## What the exercise asks
Go through the data and copy every line in which "struct" appears.

··· Raw data

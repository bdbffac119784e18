//! Schema generation through the mapper

use std::collections::HashMap;

use pretty_assertions::assert_eq;
use serde::{Deserialize, Serialize};
use serde_sheets::prelude::*;
use serde_sheets::schema::{AnnotatedNameResolver, ColumnPointer, ColumnProperty, ColumnType};

#[derive(Debug, PartialEq, Serialize, Deserialize)]
struct Line {
    sku: String,
    qty: u32,
}

#[derive(Debug, PartialEq, Serialize, Deserialize)]
struct Order {
    number: i64,
    customer: String,
    total: f64,
    lines: Vec<Line>,
}

impl DataGrid for Order {}

#[derive(Debug, PartialEq, Serialize, Deserialize)]
struct Product {
    code: String,
    name: String,
    price: f64,
    stock: u32,
}

impl DataGrid for Product {
    fn grid() -> GridOptions {
        GridOptions::new().auto_size_column(true).min_column_width(8)
    }

    fn column(pointer: &ColumnPointer) -> ColumnOptions {
        match pointer.to_string().as_str() {
            "code" => ColumnOptions::named("Code").auto_size(false).width(10),
            "price" => ColumnOptions::named("Unit price"),
            _ => ColumnOptions::new(),
        }
    }
}

fn products() -> Vec<Product> {
    vec![
        Product {
            code: "P-1".into(),
            name: "Hex key set, metric".into(),
            price: 12.5,
            stock: 1200,
        },
        Product {
            code: "P-2".into(),
            name: "Saw".into(),
            price: 30.0,
            stock: 7,
        },
    ]
}

#[test]
fn test_nested_sequence_columns() {
    let schema = SpreadsheetMapper::new().sheet_schema_for::<Order>().unwrap();
    let pointers: Vec<String> = schema.iter().map(|c| c.pointer().to_string()).collect();
    assert_eq!(
        pointers,
        vec!["number", "customer", "total", "lines/[]/sku", "lines/[]/qty"]
    );
    let types: Vec<ColumnType> = schema.iter().map(|c| c.value_type()).collect();
    assert_eq!(
        types,
        vec![
            ColumnType::Integer,
            ColumnType::Text,
            ColumnType::Float,
            ColumnType::Text,
            ColumnType::Integer,
        ]
    );
    assert_eq!(schema.schema_type(), "spreadsheet");
    assert_eq!(schema.data_row(), 1);
}

#[test]
fn test_nested_sequence_rows() {
    let order = Order {
        number: 7,
        customer: "ACME".into(),
        total: 42.0,
        lines: vec![
            Line {
                sku: "A".into(),
                qty: 1,
            },
            Line {
                sku: "B".into(),
                qty: 2,
            },
        ],
    };
    let mut sheet = Worksheet::new("Orders");
    SpreadsheetMapper::new()
        .write_values_to_sheet(&mut sheet, &[order])
        .unwrap();

    assert_eq!(sheet.get_value_at(1, 0), CellValue::Number(7.0));
    assert_eq!(sheet.get_value_at(1, 3), CellValue::string("A"));
    assert_eq!(sheet.get_value_at(2, 3), CellValue::string("B"));
    assert_eq!(sheet.get_value_at(2, 4), CellValue::Number(2.0));
    assert_eq!(sheet.get_value_at(2, 0), CellValue::Empty);
}

#[test]
fn test_options_and_widths() {
    let mapper = SpreadsheetMapper::new();
    let mut sheet = Worksheet::new("Products");
    mapper.write_values_to_sheet(&mut sheet, &products()).unwrap();

    assert_eq!(sheet.get_value_at(0, 0), CellValue::string("Code"));
    assert_eq!(sheet.get_value_at(0, 2), CellValue::string("Unit price"));

    // explicit width
    assert_eq!(sheet.column_width(0), 10.0);
    // widest text plus padding
    assert_eq!(sheet.column_width(1), 21.0);
    // header "stock" plus padding is below the minimum
    assert_eq!(sheet.column_width(3), 8.0);

    let back: Vec<Product> = mapper.read_values_from_sheet(&sheet).unwrap();
    assert_eq!(back, products());
}

#[test]
fn test_simple_styles() {
    let mapper = SpreadsheetMapper::builder()
        .styles_builder(StylesBuilder::simple())
        .build();
    let mut sheet = Worksheet::new("Products");
    mapper.write_values_to_sheet(&mut sheet, &products()).unwrap();

    let format = |row: u32, col: u16| {
        sheet
            .cell_style_at(row, col)
            .map(|s| s.number_format.format_code().to_string())
    };
    assert_eq!(format(1, 2).as_deref(), Some("#,##0.00"));
    assert_eq!(format(2, 3).as_deref(), Some("#,##0"));
    assert_eq!(format(1, 1).as_deref(), Some("@"));
}

#[test]
fn test_closure_resolver() {
    let mapper = SpreadsheetMapper::builder()
        .column_name_resolver(|p: &ColumnProperty| match p.value_type {
            ColumnType::Float => Some(format!("{} (EUR)", p.name)),
            _ => None,
        })
        .build();
    let schema = mapper.sheet_schema_for::<Product>().unwrap();
    let names: Vec<String> = schema.iter().map(|c| c.name()).collect();
    assert_eq!(names, vec!["Code", "name", "price (EUR)", "stock"]);
}

#[derive(Clone, Copy)]
enum Label {
    Code,
    Name,
}

#[test]
fn test_annotated_resolver() {
    let lookup = |p: &ColumnProperty| match p.name.as_str() {
        "code" => Some(Label::Code),
        "name" | "price" | "stock" => Some(Label::Name),
        _ => None,
    };
    let mapper = SpreadsheetMapper::builder()
        .column_name_resolver(AnnotatedNameResolver::new("Label", lookup, |l: Label| {
            match l {
                Label::Code => "Code".to_string(),
                Label::Name => "Name".to_string(),
            }
        }))
        .build();
    let schema = mapper.sheet_schema_for::<Product>().unwrap();
    assert_eq!(schema.column(0).unwrap().name(), "Code");
    assert_eq!(schema.column(3).unwrap().name(), "Name");

    let err = mapper.sheet_schema_for::<Order>().unwrap_err();
    let message = err.to_string();
    assert!(
        message.starts_with("Failed to generate schema of type 'spreadsheet' for `"),
        "{}",
        message
    );
    assert!(
        message.ends_with("problem: Annotation `Label` must not be null for property 'number'"),
        "{}",
        message
    );
}

#[test]
fn test_map_fields_are_rejected() {
    #[derive(Deserialize)]
    #[allow(dead_code)]
    struct Tagged {
        id: u32,
        tags: HashMap<String, String>,
    }

    impl DataGrid for Tagged {}

    let err = SpreadsheetMapper::new()
        .sheet_schema_for::<Tagged>()
        .unwrap_err();
    assert!(
        err.to_string().ends_with("problem: Unsupported type: map"),
        "{}",
        err
    );
}
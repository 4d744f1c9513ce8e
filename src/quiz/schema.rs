//! Quiz schema definitions
//!
//! These types match the quiz document produced by the editor. A quiz is
//! handed to the player as-is and never mutated during playback.

use serde::{Deserialize, Serialize};
use std::ops::RangeInclusive;
use thiserror::Error;
use uuid::Uuid;

/// Number of options on a standard question
pub const STANDARD_OPTION_COUNT: usize = 4;

/// Allowed option counts for prediction questions
pub const PREDICTION_OPTION_RANGE: RangeInclusive<usize> = 2..=10;

/// Errors raised when building or checking questions
#[derive(Error, Debug, Clone, PartialEq, Eq)]
pub enum ModelError {
    #[error("Question text is required")]
    MissingText,

    #[error("Expected {expected} options, got {actual}")]
    OptionCount { expected: String, actual: usize },

    #[error("Correct answer {answer} is outside 1..={options}")]
    CorrectAnswerOutOfRange { answer: usize, options: usize },
}

// =============================================================================
// Quiz
// =============================================================================

/// An ordered set of questions. Insertion order is play order.
#[derive(Debug, Clone, Default, PartialEq, Serialize, Deserialize)]
#[serde(rename_all = "camelCase")]
pub struct Quiz {
    #[serde(default)]
    pub questions: Vec<Question>,
}

impl Quiz {
    pub fn new(questions: Vec<Question>) -> Self {
        Self { questions }
    }

    /// A quiz can be played once it has at least one question
    pub fn is_playable(&self) -> bool {
        !self.questions.is_empty()
    }

    pub fn len(&self) -> usize {
        self.questions.len()
    }

    pub fn is_empty(&self) -> bool {
        self.questions.is_empty()
    }

    pub fn question(&self, index: usize) -> Option<&Question> {
        self.questions.get(index)
    }

    /// Collect invariant violations for every question, keyed by position
    pub fn validate(&self) -> Vec<(usize, ModelError)> {
        self.questions
            .iter()
            .enumerate()
            .filter_map(|(index, q)| q.validate().err().map(|e| (index, e)))
            .collect()
    }
}

// =============================================================================
// Question
// =============================================================================

/// How the options of a question are presented
#[derive(Debug, Clone, Copy, Default, PartialEq, Eq, Serialize, Deserialize)]
#[serde(rename_all = "kebab-case")]
pub enum AnswerFormat {
    #[default]
    Text,
    Image,
    Both,
    MultipleImages,
}

impl AnswerFormat {
    pub fn shows_text(self) -> bool {
        matches!(self, Self::Text | Self::Both)
    }

    pub fn shows_image(self) -> bool {
        matches!(self, Self::Image | Self::Both | Self::MultipleImages)
    }
}

#[derive(Debug, Clone, PartialEq, Serialize, Deserialize)]
#[serde(rename_all = "camelCase")]
pub struct Question {
    /// Opaque unique identifier
    pub id: String,

    /// Question text (the editor's `questionText`)
    #[serde(alias = "questionText")]
    pub text: String,

    #[serde(default)]
    pub answer_format: AnswerFormat,

    #[serde(default)]
    pub options: Vec<QuizOption>,

    /// 1-based index into `options`, `None` for prediction questions
    #[serde(default)]
    pub correct_answer: Option<usize>,

    /// Shown next to the result when non-empty
    #[serde(default)]
    pub explanation: String,
}

impl Question {
    /// Build a standard question with exactly four options
    pub fn standard(
        text: impl Into<String>,
        answer_format: AnswerFormat,
        options: Vec<QuizOption>,
        correct_answer: usize,
    ) -> Result<Self, ModelError> {
        let question = Self {
            id: Uuid::new_v4().to_string(),
            text: text.into(),
            answer_format,
            options,
            correct_answer: Some(correct_answer),
            explanation: String::new(),
        };
        question.validate()?;
        Ok(question)
    }

    /// Build a prediction question, which never reveals a correct answer
    pub fn prediction(
        text: impl Into<String>,
        answer_format: AnswerFormat,
        options: Vec<QuizOption>,
    ) -> Result<Self, ModelError> {
        let question = Self {
            id: Uuid::new_v4().to_string(),
            text: text.into(),
            answer_format,
            options,
            correct_answer: None,
            explanation: String::new(),
        };
        question.validate()?;
        Ok(question)
    }

    pub fn with_explanation(mut self, explanation: impl Into<String>) -> Self {
        self.explanation = explanation.into();
        self
    }

    pub fn option_count(&self) -> usize {
        self.options.len()
    }

    pub fn is_prediction(&self) -> bool {
        self.correct_answer.is_none()
    }

    /// The correct option, if it actually points at one of the options
    pub fn valid_correct_answer(&self) -> Option<usize> {
        self.correct_answer
            .filter(|&answer| answer >= 1 && answer <= self.options.len())
    }

    pub fn validate(&self) -> Result<(), ModelError> {
        if self.text.trim().is_empty() {
            return Err(ModelError::MissingText);
        }

        let count = self.options.len();
        match self.correct_answer {
            None => {
                if !PREDICTION_OPTION_RANGE.contains(&count) {
                    return Err(ModelError::OptionCount {
                        expected: format!(
                            "{}..={}",
                            PREDICTION_OPTION_RANGE.start(),
                            PREDICTION_OPTION_RANGE.end()
                        ),
                        actual: count,
                    });
                }
            }
            Some(answer) => {
                if count != STANDARD_OPTION_COUNT {
                    return Err(ModelError::OptionCount {
                        expected: STANDARD_OPTION_COUNT.to_string(),
                        actual: count,
                    });
                }
                if answer < 1 || answer > count {
                    return Err(ModelError::CorrectAnswerOutOfRange {
                        answer,
                        options: count,
                    });
                }
            }
        }

        Ok(())
    }
}

// =============================================================================
// Option
// =============================================================================

/// A single answer card. Both fields may be empty; such a card renders blank.
#[derive(Debug, Clone, Default, PartialEq, Eq, Serialize, Deserialize)]
#[serde(rename_all = "camelCase")]
pub struct QuizOption {
    #[serde(default)]
    pub text: String,

    /// Embeddable asset reference (usually a data URL)
    #[serde(default)]
    pub image: Option<String>,
}

impl QuizOption {
    pub fn text(text: impl Into<String>) -> Self {
        Self {
            text: text.into(),
            image: None,
        }
    }

    pub fn image(image: impl Into<String>) -> Self {
        Self {
            text: String::new(),
            image: Some(image.into()),
        }
    }

    pub fn is_blank(&self) -> bool {
        self.text.is_empty() && self.image.is_none()
    }

    /// The parts of this option that render under the given format
    pub fn visible_parts(&self, format: AnswerFormat) -> (Option<&str>, Option<&str>) {
        let text = Some(self.text.as_str()).filter(|t| format.shows_text() && !t.is_empty());
        let image = self.image.as_deref().filter(|_| format.shows_image());
        (text, image)
    }
}
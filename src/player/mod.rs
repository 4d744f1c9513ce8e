//! Quiz playback
//!
//! The orchestrator runs the quiz session by session; the UI talks to it
//! through a [`PlayerHandle`] and renders the published [`PlaybackSnapshot`].

pub mod countdown;
pub mod orchestrator;
mod session;
pub mod state;


pub use countdown::{Countdown, CountdownId};
pub use orchestrator::{Orchestrator, PlayerHandle};
pub use state::{
    OptionMark, OptionView, PlaybackPhase, PlaybackSnapshot, QuestionOutcome, QuestionView,
    RecordingStatus, Reveal, RevealMessage, SessionToken, TimerUrgency, Verdict,
};
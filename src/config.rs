//! Playback configuration
//!
//! Timing constants and the background asset set. Every field has a default,
//! so a config file only needs the values it changes.

use serde::{Deserialize, Serialize};
use std::path::Path;
use std::time::Duration;
use thiserror::Error;

#[derive(Error, Debug)]
pub enum ConfigError {
    #[error("IO error: {0}")]
    Io(#[from] std::io::Error),

    #[error("JSON parsing error: {0}")]
    Json(#[from] serde_json::Error),

    #[error("Invalid config: {0}")]
    Invalid(String),
}

#[derive(Debug, Clone, PartialEq, Serialize, Deserialize)]
#[serde(rename_all = "camelCase", default)]
pub struct PlaybackConfig {
    /// Seconds to answer each question
    pub countdown_secs: u32,

    /// How long the result stays on screen before moving on
    pub reveal_delay_ms: u64,

    /// Duration of each half of the background crossfade
    pub fade_duration_ms: u64,

    /// Pause after a new background has faded in, before content appears
    pub settle_delay_ms: u64,

    /// Delay between consecutive option cards animating in
    pub option_stagger_ms: u64,

    /// Timer turns to "warning" at or below this many seconds
    pub warning_threshold_secs: u32,

    /// Timer turns to "danger" at or below this many seconds
    pub danger_threshold_secs: u32,

    /// Background assets, used cyclically per question
    pub backgrounds: Vec<String>,
}

impl Default for PlaybackConfig {
    fn default() -> Self {
        Self {
            countdown_secs: 10,
            reveal_delay_ms: 2000,
            fade_duration_ms: 600,
            settle_delay_ms: 800,
            option_stagger_ms: 400,
            warning_threshold_secs: 5,
            danger_threshold_secs: 3,
            backgrounds: (1..=4).map(|i| format!("background{i}.mp4")).collect(),
        }
    }
}

impl PlaybackConfig {
    /// Load a config file, filling missing fields with defaults
    pub fn load(path: &Path) -> Result<Self, ConfigError> {
        let content = std::fs::read_to_string(path)?;
        let config: Self = serde_json::from_str(&content)?;
        config.validate()?;
        tracing::debug!("Loaded playback config from {:?}", path);
        Ok(config)
    }

    pub fn validate(&self) -> Result<(), ConfigError> {
        if self.countdown_secs == 0 {
            return Err(ConfigError::Invalid(
                "countdownSecs must be at least 1".to_string(),
            ));
        }
        if self.backgrounds.is_empty() {
            return Err(ConfigError::Invalid(
                "at least one background is required".to_string(),
            ));
        }
        Ok(())
    }

    pub fn reveal_delay(&self) -> Duration {
        Duration::from_millis(self.reveal_delay_ms)
    }

    pub fn fade_duration(&self) -> Duration {
        Duration::from_millis(self.fade_duration_ms)
    }

    pub fn settle_delay(&self) -> Duration {
        Duration::from_millis(self.settle_delay_ms)
    }
}
//! Error types and handling
//!
//! Errors reported to callers of the player.

use crate::config::ConfigError;
use crate::quiz::BundleError;
use serde::{Deserialize, Serialize};
use thiserror::Error;

/// Player error type
#[derive(Error, Debug)]
pub enum PlayerError {
    #[error("The quiz has no questions")]
    EmptyQuiz,

    #[error("Playback already started; restart first")]
    AlreadyStarted,

    #[error("Playback is running; restart first")]
    NotIdle,

    #[error("The player has shut down")]
    Closed,

    #[error("Quiz error: {0}")]
    Bundle(#[from] BundleError),

    #[error("Config error: {0}")]
    Config(#[from] ConfigError),

    #[error("IO error: {0}")]
    Io(#[from] std::io::Error),
}

/// Error response for the UI and the binary's stderr
#[derive(Debug, Serialize, Deserialize)]
pub struct ErrorResponse {
    pub code: String,
    pub message: String,
}

impl From<PlayerError> for ErrorResponse {
    fn from(error: PlayerError) -> Self {
        let code = match &error {
            PlayerError::EmptyQuiz => "EMPTY_QUIZ",
            PlayerError::AlreadyStarted => "ALREADY_STARTED",
            PlayerError::NotIdle => "NOT_IDLE",
            PlayerError::Closed => "PLAYER_CLOSED",
            PlayerError::Bundle(_) => "QUIZ_ERROR",
            PlayerError::Config(_) => "CONFIG_ERROR",
            PlayerError::Io(_) => "IO_ERROR",
        };

        ErrorResponse {
            code: code.to_string(),
            message: error.to_string(),
        }
    }
}

/// Result type alias using PlayerError
pub type PlayerResult<T> = Result<T, PlayerError>;

#[cfg(test)]
mod tests {
    use super::*;

    #[test]
    fn test_error_response_codes() {
        let response = ErrorResponse::from(PlayerError::EmptyQuiz);
        assert_eq!(response.code, "EMPTY_QUIZ");
        assert_eq!(response.message, "The quiz has no questions");

        let response = ErrorResponse::from(PlayerError::from(BundleError::MissingFile(
            "quiz.json".to_string(),
        )));
        assert_eq!(response.code, "QUIZ_ERROR");
    }
}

······

## Your response
struct Line {
struct Order {
struct Product {
    struct Tagged {
pub struct Quiz {
pub struct Question {
pub struct QuizOption {
pub struct PlaybackConfig {
pub struct ErrorResponse {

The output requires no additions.